*TASK BRIEF*
Find how many lines in the data below include the word "StdDuration", then write only that number.

*DATA FOR THE TASK*
******

// std
use std::time::Instant;
// crates.io
use tracing::{Span, field, instrument::Instrumented, span::EnteredSpan};
// self
use crate::{
	_prelude::*,
	obs::{self, FlowKind, FlowOutcome},
};

/// One run of a session flow, tagged with the session epoch it served.
///
/// [`FlowSpan::start`] counts the attempt; [`FlowSpan::finish`] stamps the outcome on the span and
/// reports it together with the elapsed time.
#[derive(Clone, Debug)]
pub struct FlowSpan {
	kind: FlowKind,
	span: Span,
	started: Instant,
}
impl FlowSpan {
	/// Opens a `bearer_session.flow` span for `kind` at `stage`.
	pub fn start(kind: FlowKind, stage: &'static str, epoch: u64) -> Self {
		let span = tracing::info_span!(
			"bearer_session.flow",
			flow = kind.as_str(),
			stage,
			epoch,
			outcome = field::Empty
		);

		obs::record_flow_outcome(kind, FlowOutcome::Attempt);

		Self { kind, span, started: Instant::now() }
	}

	/// Enters the span for a synchronous section.
	pub fn entered(&self) -> EnteredSpan {
		self.span.clone().entered()
	}

	/// Runs `fut` inside the span.
	pub fn instrument<Fut>(&self, fut: Fut) -> Instrumented<Fut>
	where
		Fut: Future,
	{
		tracing::Instrument::instrument(fut, self.span.clone())
	}

	/// Closes the flow with `outcome`.
	pub fn finish(self, outcome: FlowOutcome) {
		self.span.record("outcome", outcome.as_str());

		obs::record_flow_outcome(self.kind, outcome);
		obs::record_flow_duration(self.kind, self.started.elapsed());
	}
}
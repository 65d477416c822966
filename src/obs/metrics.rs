// std
use std::time::Duration as StdDuration;
// self
use crate::obs::{FlowKind, FlowOutcome};

/// Counts one flow outcome as `bearer_session_flow_total{flow, outcome}`.
pub fn record_flow_outcome(kind: FlowKind, outcome: FlowOutcome) {
	#[cfg(feature = "metrics")]
	{
		metrics::counter!(
			"bearer_session_flow_total",
			"flow" => kind.as_str(),
			"outcome" => outcome.as_str()
		)
		.increment(1);
	}
	#[cfg(not(feature = "metrics"))]
	{
		let _ = (kind, outcome);
	}
}

/// Records how long a finished flow ran as `bearer_session_flow_seconds{flow}`.
pub fn record_flow_duration(kind: FlowKind, elapsed: StdDuration) {
	#[cfg(feature = "metrics")]
	{
		metrics::histogram!("bearer_session_flow_seconds", "flow" => kind.as_str())
			.record(elapsed.as_secs_f64());
	}
	#[cfg(not(feature = "metrics"))]
	{
		let _ = (kind, elapsed);
	}
}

******

*ANSWER BOX*
2